● **How to complete this task**: Exactness is required. Restate every entry as written.

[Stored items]
/---

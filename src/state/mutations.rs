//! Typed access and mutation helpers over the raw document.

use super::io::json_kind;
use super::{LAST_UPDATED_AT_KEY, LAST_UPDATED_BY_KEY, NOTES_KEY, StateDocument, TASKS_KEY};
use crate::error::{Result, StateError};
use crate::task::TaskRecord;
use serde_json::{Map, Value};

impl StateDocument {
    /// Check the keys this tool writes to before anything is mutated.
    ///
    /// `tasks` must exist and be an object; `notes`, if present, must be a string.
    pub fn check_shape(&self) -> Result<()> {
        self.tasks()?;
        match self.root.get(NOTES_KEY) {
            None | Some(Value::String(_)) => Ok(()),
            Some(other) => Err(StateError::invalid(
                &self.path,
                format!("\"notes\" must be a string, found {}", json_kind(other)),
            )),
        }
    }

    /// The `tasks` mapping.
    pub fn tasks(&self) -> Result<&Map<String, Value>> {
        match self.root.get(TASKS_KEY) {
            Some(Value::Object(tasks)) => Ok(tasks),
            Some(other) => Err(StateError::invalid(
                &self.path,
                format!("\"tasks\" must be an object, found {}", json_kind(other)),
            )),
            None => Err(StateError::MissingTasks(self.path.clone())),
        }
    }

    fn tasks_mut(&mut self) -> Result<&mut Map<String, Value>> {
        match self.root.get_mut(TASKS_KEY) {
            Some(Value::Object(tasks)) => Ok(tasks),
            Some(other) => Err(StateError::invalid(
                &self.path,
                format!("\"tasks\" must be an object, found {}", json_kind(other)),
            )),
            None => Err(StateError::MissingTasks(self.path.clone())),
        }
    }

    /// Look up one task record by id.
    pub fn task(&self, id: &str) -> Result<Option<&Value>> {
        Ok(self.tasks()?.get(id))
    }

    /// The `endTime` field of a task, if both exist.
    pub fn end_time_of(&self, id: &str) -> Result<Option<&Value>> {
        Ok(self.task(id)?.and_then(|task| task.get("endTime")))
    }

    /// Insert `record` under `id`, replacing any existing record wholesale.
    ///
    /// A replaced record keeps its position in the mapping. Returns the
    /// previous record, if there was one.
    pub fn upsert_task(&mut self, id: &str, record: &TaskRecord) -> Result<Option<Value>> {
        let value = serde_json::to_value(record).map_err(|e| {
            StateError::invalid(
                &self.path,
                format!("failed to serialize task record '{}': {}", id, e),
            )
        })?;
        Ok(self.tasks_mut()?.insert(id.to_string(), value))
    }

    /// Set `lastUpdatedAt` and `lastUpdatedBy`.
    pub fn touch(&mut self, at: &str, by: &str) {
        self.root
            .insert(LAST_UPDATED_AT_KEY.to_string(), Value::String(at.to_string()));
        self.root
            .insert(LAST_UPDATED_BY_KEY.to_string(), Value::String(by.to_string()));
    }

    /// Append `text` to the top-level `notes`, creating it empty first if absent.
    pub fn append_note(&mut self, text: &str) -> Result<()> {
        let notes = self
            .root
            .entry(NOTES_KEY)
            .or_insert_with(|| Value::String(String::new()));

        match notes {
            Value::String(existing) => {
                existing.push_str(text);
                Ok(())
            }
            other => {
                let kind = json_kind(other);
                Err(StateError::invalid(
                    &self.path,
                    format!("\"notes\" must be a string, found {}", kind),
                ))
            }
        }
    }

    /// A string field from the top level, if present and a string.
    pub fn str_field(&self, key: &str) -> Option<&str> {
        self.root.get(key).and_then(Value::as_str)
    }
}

\---

● **Answer to the problem**:
filename src/state/mutations.rs
//! Typed access and mutation helpers over the raw document.

use super::io::json_kind;
use super::{LAST_UPDATED_AT_KEY, LAST_UPDATED_BY_KEY, NOTES_KEY, StateDocument, TASKS_KEY};
use crate::error::{Result, StateError};
use crate::task::TaskRecord;
use serde_json::{Map, Value};

impl StateDocument {
    /// Check the keys this tool writes to before anything is mutated.
    ///
    /// `tasks` must exist and be an object; `notes`, if present, must be a string.
    pub fn check_shape(&self) -> Result<()> {
        self.tasks()?;
        match self.root.get(NOTES_KEY) {
            None | Some(Value::String(_)) => Ok(()),
            Some(other) => Err(StateError::invalid(
                &self.path,
                format!("\"notes\" must be a string, found {}", json_kind(other)),
            )),
        }
    }

    /// The `tasks` mapping.
    pub fn tasks(&self) -> Result<&Map<String, Value>> {
        match self.root.get(TASKS_KEY) {
            Some(Value::Object(tasks)) => Ok(tasks),
            Some(other) => Err(StateError::invalid(
                &self.path,
                format!("\"tasks\" must be an object, found {}", json_kind(other)),
            )),
            None => Err(StateError::MissingTasks(self.path.clone())),
        }
    }

    fn tasks_mut(&mut self) -> Result<&mut Map<String, Value>> {
        match self.root.get_mut(TASKS_KEY) {
            Some(Value::Object(tasks)) => Ok(tasks),
            Some(other) => Err(StateError::invalid(
                &self.path,
                format!("\"tasks\" must be an object, found {}", json_kind(other)),
            )),
            None => Err(StateError::MissingTasks(self.path.clone())),
        }
    }

    /// Look up one task record by id.
    pub fn task(&self, id: &str) -> Result<Option<&Value>> {
        Ok(self.tasks()?.get(id))
    }

    /// The `endTime` field of a task, if both exist.
    pub fn end_time_of(&self, id: &str) -> Result<Option<&Value>> {
        Ok(self.task(id)?.and_then(|task| task.get("endTime")))
    }

    /// Insert `record` under `id`, replacing any existing record wholesale.
    ///
    /// A replaced record keeps its position in the mapping. Returns the
    /// previous record, if there was one.
    pub fn upsert_task(&mut self, id: &str, record: &TaskRecord) -> Result<Option<Value>> {
        let value = serde_json::to_value(record).map_err(|e| {
            StateError::invalid(
                &self.path,
                format!("failed to serialize task record '{}': {}", id, e),
            )
        })?;
        Ok(self.tasks_mut()?.insert(id.to_string(), value))
    }

    /// Set `lastUpdatedAt` and `lastUpdatedBy`.
    pub fn touch(&mut self, at: &str, by: &str) {
        self.root
            .insert(LAST_UPDATED_AT_KEY.to_string(), Value::String(at.to_string()));
        self.root
            .insert(LAST_UPDATED_BY_KEY.to_string(), Value::String(by.to_string()));
    }

    /// Append `text` to the top-level `notes`, creating it empty first if absent.
    pub fn append_note(&mut self, text: &str) -> Result<()> {
        let notes = self
            .root
            .entry(NOTES_KEY)
            .or_insert_with(|| Value::String(String::new()));

        match notes {
            Value::String(existing) => {
                existing.push_str(text);
                Ok(())
            }
            other => {
                let kind = json_kind(other);
                Err(StateError::invalid(
                    &self.path,
                    format!("\"notes\" must be a string, found {}", kind),
                ))
            }
        }
    }

    /// A string field from the top level, if present and a string.
    pub fn str_field(&self, key: &str) -> Option<&str> {
        self.root.get(key).and_then(Value::as_str)
    }
}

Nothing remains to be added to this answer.